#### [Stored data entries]
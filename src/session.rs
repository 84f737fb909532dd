use std::sync::{Arc, Mutex, MutexGuard, Weak};

use async_trait::async_trait;
use codap_channel::{
    Action, CodapRequest, CodapResponse, ConnectionState, HostChannel, HostTransport,
    InteractiveFrame, NotificationHandler, ResourcePath,
};
use serde_json::Value;
use tokio::sync::watch;
use tracing::{debug, error, info, warn};

use crate::error::PluginError;
use crate::state::InteractiveState;

/// Owns the connection lifecycle and the interactive state the host persists.
///
/// ```text
/// Uninitialized --init()--> Handshaking --host ack--> Active --teardown--> Closed
///                                |
///                                +--failure--> Failed
/// ```
///
/// Passed around as `Arc<SessionManager>`; nothing about a session is global,
/// so several can live side by side (one per host document, one per test).
pub struct SessionManager {
    channel: HostChannel,
    state_tx: watch::Sender<ConnectionState>,
    interactive: Mutex<InteractiveState>,
}

impl std::fmt::Debug for SessionManager {
    fn fmt(&self, f: &mut std::fmt::Formatter<'_>) -> std::fmt::Result {
        f.debug_struct("SessionManager")
            .field("state", &self.connection_state())
            .finish()
    }
}

impl SessionManager {
    /// Creates the session and registers it for host-initiated requests.
    pub fn new(transport: Arc<dyn HostTransport>) -> Arc<Self> {
        let (state_tx, state_rx) = watch::channel(ConnectionState::Uninitialized);
        let session = Arc::new(Self {
            channel: HostChannel::new(transport, state_rx),
            state_tx,
            interactive: Mutex::new(InteractiveState::new()),
        });
        session.channel.on_notification(Arc::new(SessionNotifications {
            session: Arc::downgrade(&session),
        }));
        session
    }

    pub fn channel(&self) -> &HostChannel {
        &self.channel
    }

    pub fn connection_state(&self) -> ConnectionState {
        *self.state_tx.borrow()
    }

    /// Fails fast with `NotConnected` unless the session is Active.
    pub fn require_active(&self) -> Result<(), PluginError> {
        match self.connection_state() {
            ConnectionState::Active => Ok(()),
            state => Err(PluginError::NotConnected { state }),
        }
    }

    fn transition(&self, from: &[ConnectionState], to: ConnectionState) -> bool {
        self.state_tx.send_if_modified(|current| {
            if from.contains(current) {
                debug!(from = %current, %to, "session transition");
                *current = to;
                true
            } else {
                false
            }
        })
    }

    fn lock_state(&self) -> MutexGuard<'_, InteractiveState> {
        self.interactive.lock().unwrap_or_else(|poisoned| poisoned.into_inner())
    }

    // -------------------------------------------------------------------------
    // Handshake
    // -------------------------------------------------------------------------

    /// Announces the plugin to the host and restores the saved interactive
    /// state. Resolves once Active; a failure leaves the session Failed.
    pub async fn init(&self, manifest: &InteractiveFrame) -> Result<(), PluginError> {
        if !self.transition(&[ConnectionState::Uninitialized], ConnectionState::Handshaking) {
            return Err(PluginError::InvalidState(format!(
                "init called while session is {}",
                self.connection_state()
            )));
        }
        info!(plugin = %manifest.name, version = %manifest.version, "connecting to host");

        match self.handshake(manifest).await {
            Ok(saved) => {
                self.restore(saved);
                if self.transition(&[ConnectionState::Handshaking], ConnectionState::Active) {
                    info!(sample_number = self.lock_state().sample_number(), "session active");
                    Ok(())
                } else {
                    Err(PluginError::HandshakeFailed(format!(
                        "host went away during handshake (session is {})",
                        self.connection_state()
                    )))
                }
            }
            Err(reason) => {
                self.transition(&[ConnectionState::Handshaking], ConnectionState::Failed);
                error!("handshake failed: {reason}");
                Err(PluginError::HandshakeFailed(reason))
            }
        }
    }

    async fn handshake(&self, manifest: &InteractiveFrame) -> Result<InteractiveState, String> {
        let values = serde_json::to_value(manifest).map_err(|e| e.to_string())?;
        let rsp = self
            .channel
            .send_request(CodapRequest::update(ResourcePath::InteractiveFrame, values))
            .await
            .map_err(|e| e.to_string())?;
        if !rsp.success {
            return Err(rsp
                .error_message()
                .unwrap_or_else(|| "host refused the plugin".to_string()));
        }

        let rsp = self
            .channel
            .send_request(CodapRequest::get(ResourcePath::InteractiveFrame))
            .await
            .map_err(|e| e.to_string())?;
        if !rsp.success {
            debug!("host returned no frame state, starting fresh");
            return Ok(InteractiveState::new());
        }
        let saved = rsp.values.and_then(|mut frame| frame.get_mut("savedState").map(Value::take));
        Ok(InteractiveState::from_saved(saved))
    }

    // -------------------------------------------------------------------------
    // Interactive state
    // -------------------------------------------------------------------------

    pub fn interactive_state(&self) -> Result<InteractiveState, PluginError> {
        self.require_active()?;
        Ok(self.lock_state().clone())
    }

    /// Returns the current sample index and stores its successor. The read and
    /// the write happen under one lock, so concurrent callers never see the
    /// same index. Fails rather than wrapping once the index space is used up.
    pub fn next_sample_index(&self) -> Result<u64, PluginError> {
        self.require_active()?;
        let index = self
            .lock_state()
            .advance_sample_number()
            .ok_or(PluginError::SampleIndexExhausted)?;
        debug!(index, "sample index advanced");
        Ok(index)
    }

    /// Replaces the interactive state. The sample number never moves
    /// backwards: restoring an older blob keeps the higher value.
    pub fn restore(&self, mut saved: InteractiveState) {
        let mut state = self.lock_state();
        let current = state.sample_number();
        if saved.sample_number() < current {
            warn!(
                restored = saved.sample_number(),
                current, "restored state is behind the live sample number, keeping live value"
            );
            saved.set_sample_number(current);
        }
        *state = saved;
    }

    // -------------------------------------------------------------------------
    // Teardown
    // -------------------------------------------------------------------------

    pub fn close(&self) {
        let open = [
            ConnectionState::Uninitialized,
            ConnectionState::Handshaking,
            ConnectionState::Active,
        ];
        if self.transition(&open, ConnectionState::Closed) {
            info!("session closed");
        }
    }

    /// Resolves once the session is Closed or Failed.
    pub async fn wait_closed(&self) -> ConnectionState {
        let mut rx = self.state_tx.subscribe();
        match rx.wait_for(|s| s.is_terminal()).await {
            Ok(state) => *state,
            Err(_) => self.connection_state(),
        }
    }

    fn handle_host_request(&self, request: CodapRequest) -> CodapResponse {
        match (request.action, request.resource_path()) {
            (Action::Get, ResourcePath::InteractiveState) => {
                let state = self.lock_state();
                debug!(sample_number = state.sample_number(), "host requested interactive state");
                CodapResponse::ok(Some(state.to_json()))
            }
            (Action::Update, ResourcePath::InteractiveState) => {
                self.restore(InteractiveState::from_saved(request.values));
                CodapResponse::ok(None)
            }
            (action, path) => {
                debug!(%action, resource = %path, "ignoring host notification");
                CodapResponse::ok(None)
            }
        }
    }

    fn handle_disconnect(&self) {
        if self.transition(&[ConnectionState::Handshaking], ConnectionState::Failed) {
            warn!("host disconnected during handshake");
        } else if self.transition(
            &[ConnectionState::Uninitialized, ConnectionState::Active],
            ConnectionState::Closed,
        ) {
            info!("host closed the session");
        }
    }
}

struct SessionNotifications {
    session: Weak<SessionManager>,
}

#[async_trait]
impl NotificationHandler for SessionNotifications {
    async fn on_request(&self, request: CodapRequest) -> CodapResponse {
        match self.session.upgrade() {
            Some(session) => session.handle_host_request(request),
            None => CodapResponse::rejected("plugin session is gone"),
        }
    }

    async fn on_disconnect(&self) {
        if let Some(session) = self.session.upgrade() {
            session.handle_disconnect();
        }
    }
}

#### [Exercise]
Beginning with the line that contains "(Action::Update, ResourcePath::InteractiveState) =>", write out every line through the end of the entries above, exactly.

#### [Answer for this exercise]
            (Action::Update, ResourcePath::InteractiveState) => {
                self.restore(InteractiveState::from_saved(request.values));
                CodapResponse::ok(None)
            }
            (action, path) => {
                debug!(%action, resource = %path, "ignoring host notification");
                CodapResponse::ok(None)
            }
        }
    }

    fn handle_disconnect(&self) {
        if self.transition(&[ConnectionState::Handshaking], ConnectionState::Failed) {
            warn!("host disconnected during handshake");
        } else if self.transition(
            &[ConnectionState::Uninitialized, ConnectionState::Active],
            ConnectionState::Closed,
        ) {
            info!("host closed the session");
        }
    }
}

struct SessionNotifications {
    session: Weak<SessionManager>,
}

#[async_trait]
impl NotificationHandler for SessionNotifications {
    async fn on_request(&self, request: CodapRequest) -> CodapResponse {
        match self.session.upgrade() {
            Some(session) => session.handle_host_request(request),
            None => CodapResponse::rejected("plugin session is gone"),
        }
    }

    async fn on_disconnect(&self) {
        if let Some(session) = self.session.upgrade() {
            session.handle_disconnect();
        }
    }
}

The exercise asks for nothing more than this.